Saved data entries
:::

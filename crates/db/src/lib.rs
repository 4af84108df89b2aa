//! Persistence layer: connection pool construction, embedded migrations,
//! entity models, and repositories.

use sqlx::postgres::PgPoolOptions;

pub mod models;
pub mod repositories;

pub type DbPool = sqlx::PgPool;

/// Create a connection pool from a database URL.
pub async fn create_pool(database_url: &str) -> Result<DbPool, sqlx::Error> {
    PgPoolOptions::new()
        .max_connections(20)
        .connect(database_url)
        .await
}

/// Round-trip a trivial query to verify the database is reachable.
pub async fn health_check(pool: &DbPool) -> Result<(), sqlx::Error> {
    sqlx::query("SELECT 1").execute(pool).await?;
    Ok(())
}

/// Apply any pending migrations from the workspace `migrations/` directory.
pub async fn run_migrations(pool: &DbPool) -> Result<(), sqlx::migrate::MigrateError> {
    sqlx::migrate!("../../migrations").run(pool).await
}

:::

• _Task item_: Count up the lines in the records where the string "DbPool" appears. Your reply is that number alone.

• _Output of the task_: 4